◆ WORK ITEM
Nothing but a number is needed: the count of lines below that include "token".
::: RECORDS TO USE :::
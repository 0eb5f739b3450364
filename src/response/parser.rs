//! Extraction of file writes from the model's XML output.
//!
//! The model is asked for one document whose root holds `<file>` elements,
//! each with a path, a change description and the full content. Output may be
//! cut off by the token limit and arrive over several turns, and the model
//! does not always escape code correctly. The scanner therefore:
//!
//! - uses `quick_xml` only to find element boundaries outside fields; field
//!   values are cut from the raw input up to their literal closing tag, so
//!   markup, a lone `<` or a bare `&` inside `<content>` survives verbatim
//! - treats a `<` that does not open a well-formed tag as text
//! - unescapes field text itself, keeping the raw text when unescaping fails
//! - reports truncation (`NeedMore`) separately from broken nesting
//!   (`Malformed`)

use quick_xml::events::Event;
use quick_xml::Reader;
use std::borrow::Cow;
use tracing::{debug, warn};

use super::types::{FileData, ParseResult, ParseStatus};

const FILE_TAG: &str = "file";
const PATH_TAGS: &[&str] = &["path", "file_path", "filepath", "relative_path"];
const CHANGES_TAGS: &[&str] = &["changes", "description", "desc", "change_description"];
const CONTENT_TAGS: &[&str] = &["content", "contents", "code", "file_content"];

const CDATA_OPEN: &str = "<![CDATA[";
const CDATA_CLOSE: &str = "]]>";

#[derive(Debug, Clone, Copy, PartialEq, Eq)]
enum FieldKind {
    Path,
    Changes,
    Content,
}

impl FieldKind {
    fn from_tag(tag: &str) -> Option<Self> {
        if PATH_TAGS.contains(&tag) {
            Some(Self::Path)
        } else if CHANGES_TAGS.contains(&tag) {
            Some(Self::Changes)
        } else if CONTENT_TAGS.contains(&tag) {
            Some(Self::Content)
        } else {
            None
        }
    }
}

#[derive(Debug, Default)]
struct PartialFile {
    path: Option<String>,
    changes: Option<String>,
    content: Option<String>,
}

impl PartialFile {
    fn set(&mut self, kind: FieldKind, value: String) {
        match kind {
            FieldKind::Path => self.path = Some(value.trim().to_string()),
            FieldKind::Changes => self.changes = Some(value.trim().to_string()),
            FieldKind::Content => self.content = Some(strip_leading_newline(&value).to_string()),
        }
    }

    fn finish(self) -> Option<FileData> {
        let path = self.path.filter(|p| !p.is_empty())?;
        Some(FileData {
            path,
            content: self.content.unwrap_or_default(),
            changes: self.changes.unwrap_or_default(),
        })
    }
}

enum Outcome {
    /// Input fully consumed without error.
    Complete { root_closed: bool },
    /// Input ended inside markup.
    Truncated { inside_file: bool },
    Malformed(String),
}

fn tag_name(raw: &[u8]) -> String {
    String::from_utf8_lossy(raw).into_owned()
}

fn strip_leading_newline(value: &str) -> &str {
    value
        .strip_prefix("\r\n")
        .or_else(|| value.strip_prefix('\n'))
        .unwrap_or(value)
}

fn unescape_lenient(text: &str) -> Cow<'_, str> {
    match quick_xml::escape::unescape(text) {
        Ok(unescaped) => unescaped,
        Err(e) => {
            debug!("Keeping raw text, unescape failed: {}", e);
            Cow::Borrowed(text)
        }
    }
}

/// Decode a raw field slice: CDATA sections are kept verbatim, everything
/// else has XML entities resolved.
pub fn decode_field(raw: &str) -> String {
    let mut out = String::with_capacity(raw.len());
    let mut rest = raw;

    while let Some(open) = rest.find(CDATA_OPEN) {
        out.push_str(&unescape_lenient(&rest[..open]));
        let after_open = &rest[open + CDATA_OPEN.len()..];
        match after_open.find(CDATA_CLOSE) {
            Some(close) => {
                out.push_str(&after_open[..close]);
                rest = &after_open[close + CDATA_CLOSE.len()..];
            }
            None => {
                out.push_str(after_open);
                rest = "";
            }
        }
    }
    out.push_str(&unescape_lenient(rest));

    out
}

fn open_reader(text: &str) -> Reader<&[u8]> {
    let mut reader = Reader::from_str(text);
    let config = reader.config_mut();
    config.check_end_names = false;
    config.allow_unmatched_ends = true;
    config.allow_dangling_amp = true;
    reader
}

fn is_xml_name(name: &str) -> bool {
    let mut chars = name.chars();
    match chars.next() {
        Some(c) if c.is_alphabetic() || c == '_' || c == ':' => {}
        _ => return false,
    }
    chars.all(|c| c.is_alphanumeric() || matches!(c, '_' | '-' | '.' | ':'))
}

/// Length of a `<tag ...>` or `</tag>` token at the start of `text`.
fn tag_len(text: &str, opener: &str, tag: &str) -> Option<usize> {
    let after_name = text.strip_prefix(opener)?.strip_prefix(tag)?;
    match after_name.chars().next()? {
        '>' | '/' => {}
        c if c.is_whitespace() => {}
        _ => return None,
    }
    let close = after_name.find('>')?;
    Some(text.len() - after_name.len() + close + 1)
}

/// Find the closing tag of a field whose text starts at `from`.
///
/// Returns the offsets of the closing tag and of the byte after it, or `None`
/// if it has not arrived yet. Field text is code, so it is searched as raw
/// text: CDATA sections are skipped and same-named elements are balanced.
fn find_field_end(doc: &str, from: usize, tag: &str) -> Option<(usize, usize)> {
    let mut pos = from;
    let mut depth = 0usize;

    loop {
        let lt = pos + doc.get(pos..)?.find('<')?;
        let rest = &doc[lt..];

        if rest.starts_with(CDATA_OPEN) {
            pos = lt + rest.find(CDATA_CLOSE)? + CDATA_CLOSE.len();
        } else if let Some(len) = tag_len(rest, "</", tag) {
            if depth == 0 {
                return Some((lt, lt + len));
            }
            depth -= 1;
            pos = lt + len;
        } else if let Some(len) = tag_len(rest, "<", tag) {
            if !rest[..len].ends_with("/>") {
                depth += 1;
            }
            pos = lt + len;
        } else {
            pos = lt + 1;
        }
    }
}

struct Scanner<'a> {
    doc: &'a str,
    files: Vec<FileData>,
    current: Option<PartialFile>,
    /// Open non-field elements, outermost first
    stack: Vec<String>,
    /// Stack depth at which the first `<file>` opened
    file_depth: Option<usize>,
}

impl<'a> Scanner<'a> {
    fn new(doc: &'a str) -> Self {
        Self {
            doc,
            files: Vec::new(),
            current: None,
            stack: Vec::new(),
            file_depth: None,
        }
    }

    fn inside_file(&self) -> bool {
        self.current.is_some()
    }

    /// Whether closing an element at `after` ends the document.
    fn root_closed(&self, after: usize) -> bool {
        match self.file_depth {
            // Zero for rootless files, which never close a document
            Some(depth) => self.stack.len() < depth,
            // An element closing before any <file> is preamble if files follow
            None => {
                self.stack.is_empty()
                    && !self
                        .doc
                        .get(after..)
                        .is_some_and(|rest| rest.contains("<file"))
            }
        }
    }

    fn run(&mut self) -> Outcome {
        let doc = self.doc;
        let mut offset = 0;
        let mut reader = open_reader(doc);

        loop {
            let event = match reader.read_event() {
                Ok(event) => event,
                Err(quick_xml::Error::Syntax(e)) => {
                    debug!("Response ends inside markup: {}", e);
                    return Outcome::Truncated {
                        inside_file: self.inside_file(),
                    };
                }
                Err(e) => return Outcome::Malformed(e.to_string()),
            };
            let after = offset + reader.buffer_position() as usize;

            match event {
                Event::Start(e) => {
                    let name = tag_name(e.name().as_ref());
                    let lt = after - e.len() - 2;
                    let raw = doc.get(lt + 1..after - 1).unwrap_or_default();

                    if !is_xml_name(&name) || raw.contains('<') {
                        // A lone `<` in text; resume right after it
                        offset = lt + 1;
                        reader = open_reader(doc.get(offset..).unwrap_or_default());
                        continue;
                    }

                    let parent_is_file = self.stack.last().map(String::as_str) == Some(FILE_TAG);
                    if let (true, Some(file), Some(kind)) =
                        (parent_is_file, self.current.as_mut(), FieldKind::from_tag(&name))
                    {
                        let Some((end, resume)) = find_field_end(doc, after, &name) else {
                            return Outcome::Truncated { inside_file: true };
                        };
                        file.set(kind, decode_field(doc.get(after..end).unwrap_or_default()));
                        offset = resume;
                        reader = open_reader(doc.get(offset..).unwrap_or_default());
                        continue;
                    }

                    if name == FILE_TAG && self.current.is_none() {
                        self.current = Some(PartialFile::default());
                        self.file_depth.get_or_insert(self.stack.len());
                    }
                    self.stack.push(name);
                }
                Event::Empty(e) => {
                    let name = tag_name(e.name().as_ref());
                    let parent_is_file = self.stack.last().map(String::as_str) == Some(FILE_TAG);
                    if let (true, Some(file), Some(kind)) =
                        (parent_is_file, self.current.as_mut(), FieldKind::from_tag(&name))
                    {
                        file.set(kind, String::new());
                    }
                }
                Event::End(e) => {
                    let name = tag_name(e.name().as_ref());
                    match self.stack.last() {
                        Some(top) if *top == name => {}
                        Some(top) => {
                            return Outcome::Malformed(format!(
                                "expected </{}>, found </{}>",
                                top, name
                            ))
                        }
                        // Stray closing tag in surrounding prose.
                        None => continue,
                    }
                    self.stack.pop();

                    let closes_file = name == FILE_TAG
                        && self.current.is_some()
                        && !self.stack.iter().any(|t| t == FILE_TAG);
                    if closes_file {
                        if let Some(partial) = self.current.take() {
                            match partial.finish() {
                                Some(file) => self.files.push(file),
                                None => warn!("Skipping <file> element without a path"),
                            }
                        }
                    }

                    if name != FILE_TAG && self.root_closed(after) {
                        return Outcome::Complete { root_closed: true };
                    }
                }
                Event::Eof => {
                    return if self.inside_file() || !self.stack.is_empty() {
                        Outcome::Truncated {
                            inside_file: self.inside_file(),
                        }
                    } else {
                        Outcome::Complete { root_closed: false }
                    };
                }
                _ => {}
            }
        }
    }
}

/// Parse the concatenation of every chunk received so far.
///
/// With `force_parse` the parser gives up waiting for more input: complete
/// `<file>` elements are returned and a trailing incomplete one is dropped.
pub fn parse(chunks: &[String], force_parse: bool) -> ParseResult {
    let doc = chunks.concat();
    let mut scanner = Scanner::new(&doc);
    let outcome = scanner.run();
    let files = scanner.files;

    match outcome {
        Outcome::Complete { root_closed } => ParseResult {
            finished: root_closed,
            files: Some(files),
            status: ParseStatus::Complete,
        },
        Outcome::Truncated { inside_file } => {
            if force_parse {
                if inside_file {
                    debug!("Discarding incomplete trailing <file> element");
                }
                ParseResult {
                    finished: false,
                    files: Some(files),
                    status: ParseStatus::NeedMore,
                }
            } else {
                ParseResult {
                    finished: false,
                    files: if inside_file { None } else { Some(files) },
                    status: ParseStatus::NeedMore,
                }
            }
        }
        Outcome::Malformed(reason) => {
            warn!("Malformed response markup: {}", reason);
            ParseResult {
                finished: false,
                files: None,
                status: ParseStatus::Malformed,
            }
        }
    }
}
:::
◆ SOLUTION
2